For regular boat services from St. Mary’s to other islands: St Mary’s Boatmen’s Association www.scillyboating.co.uk
Tresco is the only island to be privately owned and is the home of Lucy and Robert Dorrien-Smith. It is most famous for the Abbey Gardens, established by Augustus Smith in the 1830s. This sub-tropical garden showcases 20,000 exotic species, many of which cannot be grown elsewhere in Britain.
Things to enjoy on Tresco
Hiring a bike and cycling round the island; having a pint of real ale at New Inn; visiting the bronze-age tomb on Tregerthen Hill; bird-watching at Great Pool; visiting Tresco Gallery; Visit the shipwreck museum; lie on the beach in Appletree Bay; share crumbs from your lunch with the Tresco birds. Climb up the cliffs and stare out towards the other islands
St. Martin’s is the island for beaches. It is also famous for its flower fields and vineyard on the southern side of the island.
Things to enjoy on St. Martin’s
The beach; snorkelling and diving with seals; cruising around the little islands of Ganilly, Menawethan and Nornour; going fishing; swimming in Par Bay; Lawrence’s Bay is a family favourite with rock pools; buying flowers at Churchtown Farm; having a cream tea at Polreath Tea Room or a drink at Sevenstones Inn (re-opening in 2014!)
At the far south-westerly edge of the Isles of Scilly, St. Agnes is rather special.
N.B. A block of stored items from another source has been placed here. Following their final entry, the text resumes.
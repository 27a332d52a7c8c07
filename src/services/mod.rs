//! Services for fetching contribution data and deriving the grid

pub mod fetcher;
pub mod grid;
pub mod locale;

pub use fetcher::load_records;
pub use grid::{build_grid, month_spans};
pub use locale::{format_local_date, month_label, tooltip_text};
Only about a mile across and connected with its closest neighbour Gugh by a causeway at low tide. It is recognisable by the lighthouse which stands at the island’s highest point. St. Agnes is special because it just feels a little bit apart from anywhere, it has a strong sense of past.
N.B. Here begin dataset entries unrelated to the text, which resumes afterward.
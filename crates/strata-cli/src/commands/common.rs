use anyhow::Context;
use clap::{Args, ValueEnum};
use std::path::PathBuf;
use std::sync::Arc;
use std::time::Duration;
use strata_query::{
    BackendDialect, ConnectionConfig, QueryConfig, QueryMappingService, QueryParameter,
};
use strata_query_http::HttpDialect;
use strata_query_postgres::PostgresDialect;
use strata_query_search::SearchDialect;

/// Where mapping sources come from
#[derive(Args, Debug, Clone)]
pub struct MappingArgs {
    /// YAML configuration file (mapping paths, limits)
    #[arg(long, short = 'c', env = "STRATA_CONFIG")]
    pub config: Option<PathBuf>,

    /// Mapping files or directories, in addition to the configured ones
    #[arg(
        long = "mappings",
        short = 'm',
        env = "STRATA_MAPPINGS",
        value_delimiter = ','
    )]
    pub mappings: Vec<PathBuf>,
}

impl MappingArgs {
    pub fn query_config(&self) -> anyhow::Result<QueryConfig> {
        let mut config = match &self.config {
            Some(path) => QueryConfig::from_file(path)
                .with_context(|| format!("Failed to load configuration {}", path.display()))?,
            None => QueryConfig::default(),
        };
        config.mapping_paths.extend(self.mappings.iter().cloned());
        if config.mapping_paths.is_empty() {
            anyhow::bail!("No mapping sources given; pass --mappings or a configuration file");
        }
        Ok(config)
    }

    pub fn mapping_service(&self) -> anyhow::Result<(QueryConfig, Arc<QueryMappingService>)> {
        let config = self.query_config()?;
        let mappings = QueryMappingService::new(config.mapping_loader())?;
        Ok((config, Arc::new(mappings)))
    }
}

/// Caller parameter of a named query
#[derive(Args, Debug, Clone)]
pub struct ParameterArgs {
    /// Criteria as a JSON object
    #[arg(long, short = 'p', default_value = "{}")]
    pub param: String,

    /// Rows to skip (page, forward, stream)
    #[arg(long)]
    pub offset: Option<u64>,

    /// Rows to return (page, forward)
    #[arg(long)]
    pub limit: Option<u64>,

    /// Context values as key=value; values are parsed as JSON when they can be
    #[arg(long = "context", value_parser = parse_key_value)]
    pub context: Vec<(String, String)>,
}

impl ParameterArgs {
    pub fn parameter(&self) -> anyhow::Result<QueryParameter> {
        let criteria: serde_json::Value =
            serde_json::from_str(&self.param).context("--param must be valid JSON")?;
        if !criteria.is_object() {
            anyhow::bail!("--param must be a JSON object");
        }

        let mut parameter = QueryParameter::new().with_criteria(criteria);
        parameter.offset = self.offset;
        parameter.limit = self.limit;
        for (key, value) in &self.context {
            let value = serde_json::from_str(value)
                .unwrap_or_else(|_| serde_json::Value::String(value.clone()));
            parameter = parameter.with_context(key.clone(), value);
        }
        Ok(parameter)
    }
}

/// Supported backend types
#[derive(ValueEnum, Debug, Clone, Copy, PartialEq, Eq)]
pub enum Backend {
    Postgres,
    Search,
    Http,
}

impl Backend {
    pub fn name(self) -> &'static str {
        match self {
            Backend::Postgres => "postgres",
            Backend::Search => "search",
            Backend::Http => "http",
        }
    }

    pub fn dialect(self) -> Box<dyn BackendDialect> {
        match self {
            Backend::Postgres => Box::new(PostgresDialect),
            Backend::Search => Box::new(SearchDialect),
            Backend::Http => Box::new(HttpDialect),
        }
    }
}

/// Connection settings of the target backend
#[derive(Args, Debug, Clone)]
pub struct ConnectionArgs {
    /// Full endpoint URL (postgresql://..., http://...)
    #[arg(long, env = "STRATA_URL")]
    pub url: Option<String>,

    #[arg(long, env = "STRATA_HOST")]
    pub host: Option<String>,

    #[arg(long, env = "STRATA_PORT")]
    pub port: Option<u16>,

    #[arg(long, env = "STRATA_USERNAME")]
    pub username: Option<String>,

    #[arg(long, env = "STRATA_PASSWORD", hide_env_values = true)]
    pub password: Option<String>,

    /// Database name, or default index for the search backend
    #[arg(long, env = "STRATA_DATABASE")]
    pub database: Option<String>,

    /// Client timeout in milliseconds
    #[arg(long, env = "STRATA_TIMEOUT_MS")]
    pub timeout_ms: Option<u64>,

    /// Backend-specific options as key=value (e.g. sslmode=disable, header.X-Api-Key=...)
    #[arg(long = "option", value_parser = parse_key_value)]
    pub options: Vec<(String, String)>,
}

impl ConnectionArgs {
    pub fn connection_config(&self, backend: Backend) -> ConnectionConfig {
        let mut config = ConnectionConfig::new(backend.name());
        config.url = self.url.clone();
        config.host = self.host.clone();
        config.port = self.port;
        config.username = self.username.clone();
        config.password = self.password.clone();
        config.database = self.database.clone();
        config.timeout = self.timeout_ms.map(Duration::from_millis);
        for (key, value) in &self.options {
            config = config.with_option(key.clone(), value.clone());
        }
        config
    }
}

pub fn parse_key_value(raw: &str) -> Result<(String, String), String> {
    match raw.split_once('=') {
        Some((key, value)) if !key.trim().is_empty() => {
            Ok((key.trim().to_string(), value.to_string()))
        }
        _ => Err(format!("expected key=value, got '{}'", raw)),
    }
}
Things to enjoy on St. Agnes
Just being there. Walk about and take it all in; visit Beady Pool, Wingletang Bay; buy ice-cream from Troy Town Farm: visit the stone maze, the old man of Gugh, and the prehistoric dwellings at Kittern Hill. As with all the islands, enjoy the birds and butterflies. St. Agnes has a pub and café too.
Bryher is the smallest of the inhabited islands. Close to Tresco, it is easy to take a boat trip away from the sub-tropical feel of Tresco to the wilder rugged Bryher. Like St. Agnes, there is something about Bryher which seems timeless and independent. The wind can be harsh on the moorland. From Hell Bay you can see storms sweeping in. From Bryher too, you can also see the hummock of Samson, a neighbouring island, inhabited until the late 1800s.
Things to enjoy on Bryher
As with all the islands, Bryher is a great place for bird-watching, discovering wild flowers, going for a picnic, hiking, kayaking and rock pool gazing. Look out for Anneka’s Quay. Back in Series Two of the TV show ‘Anneka’s Challenge’, Anneka Rice came to Bryher to help to build a low water quay. The challenge was completed a day late due to bad weather.
The Uninhabited Islands
The Eastern Isles
Uninhabited, these isles are a haven for wildlife and seabirds. There are boat trips that can take you out to see some of these islands. St. Mary’s Boatman’s Association has details of boats.
The Western Rocks
Regarded by many as a permanent memorial to the many seamen lost on Bishop Rock; a 50 metre rock column which is totally covered at spring high tides and on which stands the UK’s most south-westerly lighthouse: The Bishop’s Rock Lighthouse.
It is thought that the whole archipelago may once have been connected to the mainland. The ancient land of Lyonesse has become synonymous with Arthurian legend. However, Tennyson borrowed from Malory, and Malory from the romance of Tristan. The tradition of Lyonesse is believed to be much older.